Stored data entries:
--------------------------------

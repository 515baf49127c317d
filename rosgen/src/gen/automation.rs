//! Automation script generators.
//!
//! Each automation feature emits a named `/system script` body carrying its
//! own conditional logic plus a `/system scheduler` entry invoking it. The
//! generators emit script source text only; nothing is executed here, and
//! the bodies are single-line so the rendered script stays one command per
//! line.

use script_doc_core::ScriptDocument;

use super::CommandBuilder;
use crate::section;
use crate::state::{AutomationConfig, CertRenewSpec, CgnatCheckSpec, LocalCaSpec};

/// Build fragments for every configured automation feature.
pub fn generate(config: &AutomationConfig) -> ScriptDocument {
    let mut fragment = ScriptDocument::new();
    if let Some(spec) = &config.cert_renew {
        emit_cert_renew(&mut fragment, spec);
    }
    if let Some(spec) = &config.local_ca {
        emit_local_ca(&mut fragment, spec);
    }
    if let Some(spec) = &config.cgnat_check {
        emit_cgnat_check(&mut fragment, spec);
    }
    fragment
}

fn emit_cert_renew(fragment: &mut ScriptDocument, spec: &CertRenewSpec) {
    let source = format!(
        ":foreach c in=[/certificate find] do={{:if ([/certificate get $c days-valid] < {days}) do={{/certificate renew $c; :log info (\"renewed certificate \" . [/certificate get $c name])}}}}",
        days = spec.days_before
    );
    push_script(fragment, "cert-renew", &source);
    push_schedule(fragment, "cert-renew", &spec.interval);
}

fn emit_local_ca(fragment: &mut ScriptDocument, spec: &LocalCaSpec) {
    let common_name = spec.common_name.as_deref().unwrap_or(&spec.name);
    let source = format!(
        ":if ([:len [/certificate find where name=\"{name}\"]] = 0) do={{/certificate add name={name} common-name=\"{common_name}\" key-usage=key-cert-sign,crl-sign; /certificate sign {name}; :log info \"issued local CA {name}\"}}",
        name = spec.name
    );
    push_script(fragment, "issue-local-ca", &source);
    // Run once shortly after boot; the script is a no-op when the CA exists.
    let schedule = CommandBuilder::new("add")
        .arg("name", "issue-local-ca")
        .arg("start-time", "startup")
        .arg("interval", "0")
        .arg("on-event", "issue-local-ca")
        .build();
    fragment.push_command(section::SCHEDULER, schedule);
}

fn emit_cgnat_check(fragment: &mut ScriptDocument, spec: &CgnatCheckSpec) {
    // 100.64.0.0/10 means the second octet sits in 64..=127.
    let source = format!(
        ":local addr [/ip address get [find interface={iface} dynamic] address]; :if ($addr ~ \"^100\\\\.(6[4-9]|[7-9][0-9]|1[01][0-9]|12[0-7])\\\\.\") do={{:log warning (\"CGNAT detected on {iface}: \" . $addr)}}",
        iface = spec.interface
    );
    push_script(fragment, "cgnat-check", &source);
    push_schedule(fragment, "cgnat-check", &spec.interval);
}

fn push_script(fragment: &mut ScriptDocument, name: &str, source: &str) {
    let command = CommandBuilder::new("add")
        .arg("name", name)
        .quoted("source", source)
        .build();
    fragment.push_command(section::SCRIPT, command);
}

fn push_schedule(fragment: &mut ScriptDocument, name: &str, interval: &str) {
    let command = CommandBuilder::new("add")
        .arg("name", name)
        .arg("interval", interval)
        .arg("on-event", name)
        .build();
    fragment.push_command(section::SCHEDULER, command);
}

#[cfg(test)]
mod tests {
    use pretty_assertions::assert_eq;

    use super::generate;
    use crate::section;
    use crate::state::{AutomationConfig, CertRenewSpec, CgnatCheckSpec, LocalCaSpec};

    #[test]
    fn no_features_no_fragment() {
        assert!(generate(&AutomationConfig::default()).is_empty());
    }

    #[test]
    fn cert_renew_script_checks_remaining_days_and_schedules() {
        let fragment = generate(&AutomationConfig {
            cert_renew: Some(CertRenewSpec {
                days_before: 21,
                interval: "2d".to_string(),
            }),
            ..Default::default()
        });
        let script = &fragment.section(section::SCRIPT).expect("script")[0];
        assert!(script.starts_with("add name=cert-renew source=\""));
        assert!(script.contains("days-valid] < 21"));
        assert!(script.contains("/certificate renew"));
        assert_eq!(
            fragment.section(section::SCHEDULER),
            Some(&["add name=cert-renew interval=2d on-event=cert-renew".to_string()][..])
        );
    }

    #[test]
    fn local_ca_runs_once_at_startup() {
        let fragment = generate(&AutomationConfig {
            local_ca: Some(LocalCaSpec::default()),
            ..Default::default()
        });
        let script = &fragment.section(section::SCRIPT).expect("script")[0];
        assert!(script.contains("key-usage=key-cert-sign,crl-sign"));
        assert!(script.contains("local-ca"));
        assert_eq!(
            fragment.section(section::SCHEDULER),
            Some(
                &["add name=issue-local-ca start-time=startup interval=0 on-event=issue-local-ca"
                    .to_string()][..]
            )
        );
    }

    #[test]
    fn cgnat_check_targets_the_shared_address_space() {
        let fragment = generate(&AutomationConfig {
            cgnat_check: Some(CgnatCheckSpec {
                interface: "ether1".to_string(),
                interval: "1h".to_string(),
            }),
            ..Default::default()
        });
        let script = &fragment.section(section::SCRIPT).expect("script")[0];
        assert!(script.contains("interface=ether1"));
        assert!(script.contains("6[4-9]"));
        assert!(script.contains("12[0-7]"));
    }

    #[test]
    fn identical_config_yields_identical_fragments() {
        let config = AutomationConfig {
            cert_renew: Some(CertRenewSpec::default()),
            local_ca: Some(LocalCaSpec::default()),
            cgnat_check: None,
        };
        assert_eq!(generate(&config), generate(&config));
    }
}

--------------------------------

(Exercise description) Pull out all lines containing the word "event" from the entries above.

(Output of the task)
        .arg("on-event", "issue-local-ca")
        .arg("on-event", name)
            Some(&["add name=cert-renew interval=2d on-event=cert-renew".to_string()][..])
                &["add name=issue-local-ca start-time=startup interval=0 on-event=issue-local-ca"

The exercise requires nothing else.